Son père, le peintre Raymond Bonheur encourage et soutient ses enfants dans cette voie : Auguste, Juliette et Rosa. Sa mère, de père inconnu, est adoptée par un riche commerçant bordelais, Jean-Baptiste Dublan de Lahet. Rosa Bonheur se plaira à imaginer que le mystère de ses origines maternelles cache quelque secret d'État, qu'elle est de sang royal, mais on sait à présent que Dublan de Lahet, était en fait son véritable grand-père.
Elle passe plusieurs années à la campagne, au Château Grimont (Quinsac), où elle a la réputation d'être un garçon manqué ("J'étais le plus garçon de tous"), réputation qui la suivra toute sa vie et qu'elle ne cherchera pas à faire mentir, portant les cheveux courts et fumant des havanes.
Homosexuelle, elle a vécu deux passions. L'une pour Nathalie Micas, rencontrée en 1837 (Rosa avait 14 ans et Nathalie 12), qui deviendra peintre comme elle et dont elle ne sera séparée qu'à sa mort en 1889 ; l'autre, après le décès de Nathalie Micas, pour une Américaine, Anna Klumpke, également peintre, avec qui elle vivra dix ans, jusqu'à sa mort, et qui sera sa légataire universelle.

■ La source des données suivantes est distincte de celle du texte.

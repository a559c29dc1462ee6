use thiserror::Error;

/// A metadata payload does not have the shape of a field schema
#[derive(Error, Debug, Clone, PartialEq, Eq)]
pub enum SchemaError {
    #[error("field '{field}' is missing the '{attribute}' attribute")]
    MissingAttribute {
        field: String,
        attribute: &'static str,
    },

    #[error("field '{field}' has an invalid '{attribute}' attribute: expected {expected}")]
    InvalidAttribute {
        field: String,
        attribute: &'static str,
        expected: &'static str,
    },

    #[error("field '{field}' is not an object")]
    NotAnObject { field: String },

    #[error("malformed metadata payload: {0}")]
    Payload(String),
}

/// A candidate field set does not fit an issue type's schema.
///
/// Both lists are sorted and free of duplicates.
#[derive(Error, Debug, Clone, Default, PartialEq, Eq)]
#[error("{}", summarize(.missing_required, .unknown))]
pub struct ValidationError {
    /// Required fields absent from the candidate set
    pub missing_required: Vec<String>,
    /// Candidate fields the schema does not offer
    pub unknown: Vec<String>,
}

impl ValidationError {
    pub fn is_empty(&self) -> bool {
        self.missing_required.is_empty() && self.unknown.is_empty()
    }
}

fn summarize(missing_required: &[String], unknown: &[String]) -> String {
    let mut parts = Vec::new();
    if !missing_required.is_empty() {
        parts.push(format!("required: {}", missing_required.join(", ")));
    }
    if !unknown.is_empty() {
        parts.push(format!("unknown: {}", unknown.join(", ")));
    }
    parts.join("; ")
}

/// Failure while fetching and decoding metadata through a [`crate::MetaSource`]
#[derive(Error, Debug)]
pub enum FetchError<E> {
    /// Passed through from the transport untouched
    #[error(transparent)]
    Transport(E),

    #[error(transparent)]
    Schema(#[from] SchemaError),
}

pub type Result<T> = std::result::Result<T, SchemaError>;
mod cli;
mod color;
mod commands;
mod config;
mod output;
mod source;

use anyhow::{anyhow, Result};
use clap::Parser;
use cli::{Cli, Commands, OutputFormat};
use commands::field::Lookup;
use config::Config;
use fieldmeta_core::MetaSource;
use jira_backend::JiraClient;
use output::output_error;
use source::FileSource;
use std::process::ExitCode;
use tracing_subscriber::EnvFilter;

fn main() -> ExitCode {
    let cli = Cli::parse();
    init_tracing(cli.verbose);
    color::init(cli.color);

    if let Err(e) = run(&cli) {
        output_error(&e, cli.format);
        return ExitCode::from(1);
    }

    ExitCode::SUCCESS
}

/// Logs go to stderr so JSON on stdout stays parseable
fn init_tracing(verbose: u8) {
    let level = match verbose {
        0 => tracing::Level::WARN,
        1 => tracing::Level::INFO,
        2 => tracing::Level::DEBUG,
        _ => tracing::Level::TRACE,
    };

    tracing_subscriber::fmt()
        .with_writer(std::io::stderr)
        .with_target(false)
        .with_env_filter(EnvFilter::from_default_env().add_directive(level.into()))
        .init();
}

fn run(cli: &Cli) -> Result<()> {
    let format = cli.format;
    if let Commands::Completions { shell } = &cli.command {
        Cli::generate_completions(*shell);
        return Ok(());
    }

    let mut config = Config::load(cli.config.clone())?;
    config.merge_with_cli(cli.url.clone(), cli.user.clone(), cli.token.clone());

    if let Some(path) = &cli.input {
        return run_with_source(&FileSource::new(path), &config, cli, format);
    }

    config.validate()?;
    let (Some(url), Some(token)) = (config.url.as_deref(), config.token.as_deref()) else {
        return Err(anyhow!("Jira URL and token are required"));
    };
    let client = match config.user.as_deref() {
        Some(user) => JiraClient::new(url, user, token),
        None => JiraClient::with_token(url, token),
    };
    run_with_source(&client, &config, cli, format)
}

/// Run commands against any metadata source
fn run_with_source<S: MetaSource>(
    source: &S,
    config: &Config,
    cli: &Cli,
    format: OutputFormat,
) -> Result<()> {
    match &cli.command {
        Commands::Projects { project } => {
            commands::project::handle_projects(source, project.as_deref(), format)
        }
        Commands::Fields {
            target,
            per_issue_type,
            issue_type_id,
            required,
        } => {
            let lookup = if *per_issue_type || issue_type_id.is_some() {
                Lookup::PerIssueType {
                    issue_type_id: issue_type_id.as_deref(),
                }
            } else {
                Lookup::CreateMeta
            };
            commands::field::handle_fields(source, config, target, lookup, *required, format)
        }
        Commands::IssueTypes { project } => {
            commands::field::handle_issue_types(source, config, project.as_deref(), format)
        }
        Commands::Check { target, fields } => {
            commands::check::handle_check(source, config, target, fields, format)
        }
        Commands::EditFields { issue, required } => {
            commands::field::handle_edit_fields(source, issue, *required, format)
        }
        Commands::Completions { .. } => Ok(()),
    }
}
use fieldmeta_core::{CreateMetaQuery, MetaSource};
use serde_json::Value;
use std::path::{Path, PathBuf};
use thiserror::Error;
use tracing::debug;

#[derive(Error, Debug)]
pub enum FileSourceError {
    #[error("Failed to read {path}: {source}")]
    Io {
        path: PathBuf,
        source: std::io::Error,
    },

    #[error("Invalid JSON in {path}: {source}")]
    Parse {
        path: PathBuf,
        source: serde_json::Error,
    },
}

/// Metadata read from a saved JSON response.
///
/// Whatever is asked for, the file content is returned; it is up to the
/// caller to point at a document of the right shape.
pub struct FileSource {
    path: PathBuf,
}

impl FileSource {
    pub fn new(path: &Path) -> Self {
        Self {
            path: path.to_path_buf(),
        }
    }

    fn read(&self) -> Result<Value, FileSourceError> {
        debug!(path = %self.path.display(), "reading metadata document");
        let content = std::fs::read_to_string(&self.path).map_err(|source| FileSourceError::Io {
            path: self.path.clone(),
            source,
        })?;
        serde_json::from_str(&content).map_err(|source| FileSourceError::Parse {
            path: self.path.clone(),
            source,
        })
    }
}

impl MetaSource for FileSource {
    type Error = FileSourceError;

    fn create_meta(&self, _query: &CreateMetaQuery) -> Result<Value, FileSourceError> {
        self.read()
    }

    fn edit_meta(&self, _issue_key: &str) -> Result<Value, FileSourceError> {
        self.read()
    }

    fn create_meta_issue_types(&self, _project_key: &str) -> Result<Value, FileSourceError> {
        self.read()
    }

    fn create_meta_fields(
        &self,
        _project_key: &str,
        _issue_type_id: &str,
    ) -> Result<Value, FileSourceError> {
        self.read()
    }
}
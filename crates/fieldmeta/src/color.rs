use crate::cli::ColorChoice;
use std::io::IsTerminal;

/// Initialize color mode based on CLI choice and environment
pub fn init(choice: ColorChoice) {
    let should_color = match choice {
        ColorChoice::Always => true,
        ColorChoice::Never => false,
        // Respect NO_COLOR (https://no-color.org/), then require a terminal
        ColorChoice::Auto => std::env::var_os("NO_COLOR").is_none() && std::io::stdout().is_terminal(),
    };

    colored::control::set_override(should_color);
}
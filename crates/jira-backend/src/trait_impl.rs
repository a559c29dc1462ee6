//! Implementation of the fieldmeta-core transport seam for JiraClient

use fieldmeta_core::{CreateMetaQuery, MetaSource};
use serde_json::Value;

use crate::client::JiraClient;
use crate::error::JiraError;

impl MetaSource for JiraClient {
    type Error = JiraError;

    fn create_meta(&self, query: &CreateMetaQuery) -> Result<Value, JiraError> {
        self.get_create_meta(query)
    }

    fn edit_meta(&self, issue_key: &str) -> Result<Value, JiraError> {
        self.get_edit_meta(issue_key)
    }

    fn create_meta_issue_types(&self, project_key: &str) -> Result<Value, JiraError> {
        self.get_create_meta_issue_types(project_key)
    }

    fn create_meta_fields(&self, project_key: &str, issue_type_id: &str) -> Result<Value, JiraError> {
        self.get_create_meta_fields(project_key, issue_type_id)
    }
}
mod decode;
pub mod error;
pub mod index;
mod lookup;
pub mod models;
pub mod source;
pub mod validate;

pub use error::{FetchError, Result, SchemaError, ValidationError};
pub use index::{FieldNameIndex, FieldSchema};
pub use lookup::find_issue_type_by_name;
pub use models::*;
pub use source::{
    fetch_create_meta, fetch_edit_meta, fetch_issue_type_fields, fetch_issue_types,
    CreateMetaQuery, MetaSource, EXPAND_FIELDS,
};
pub use validate::CompletenessCheck;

Paradoxalement, la vie excentrique que menait Rosa Bonheur n'a pas fait scandale à une époque pourtant très soucieuse des conventions. Pour l'anecdote, Rosa Bonheur dut cependant réclamer aux autorités policières l'autorisation de s'habiller en homme — ou plus précisément, de porter des pantalons — pour fréquenter les foires aux bestiaux (autorisation de travestissement, renouvelable tous les six mois auprès de la préfecture de Paris).
Élève de son père, elle expose pour la première fois au Salon en 1841. Elle obtient une médaille de 3e classe au salon de 1845 et une médaille d'or au salon de 1848. L'année suivante, elle y expose le Labourage nivernais (Musée d'Orsay), commande de l'État. Avec le Marché aux chevaux (MET, New York), présenté au salon de 1853, elle connaît une gloire internationale qui lui vaudra d'effectuer des voyages au cours desquels elle sera présentée à des personnalités telles que la reine Victoria. Elle rencontrera aussi l'impératrice Eugénie, ou encore le Colonel Cody (Buffalo Bill), qui lui offrira une authentique panoplie de Sioux.
En 1859, elle s'installe à By, coteau viticole de la commune de Thomery en Seine-et-Marne, où elle installe son atelier et aménage des espaces pour ses animaux.
Première femme artiste à avoir été nommée Chevalier dans l'ordre de la Légion d'honneur en 1865 — elle reçoit cette distinction des mains de l'Impératrice elle-même[1] — elle sera promue officier de cet ordre en avril 1894. Elle décède le 25 mai 1899 au château de By et est inhumée au cimetière du Père-Lachaise (division 74). Les tableaux, aquarelles, bronzes et gravures de son atelier ainsi que sa collection particulière seront vendus à la galerie Georges Petit à Paris du 30 mai au 8 juin 1900.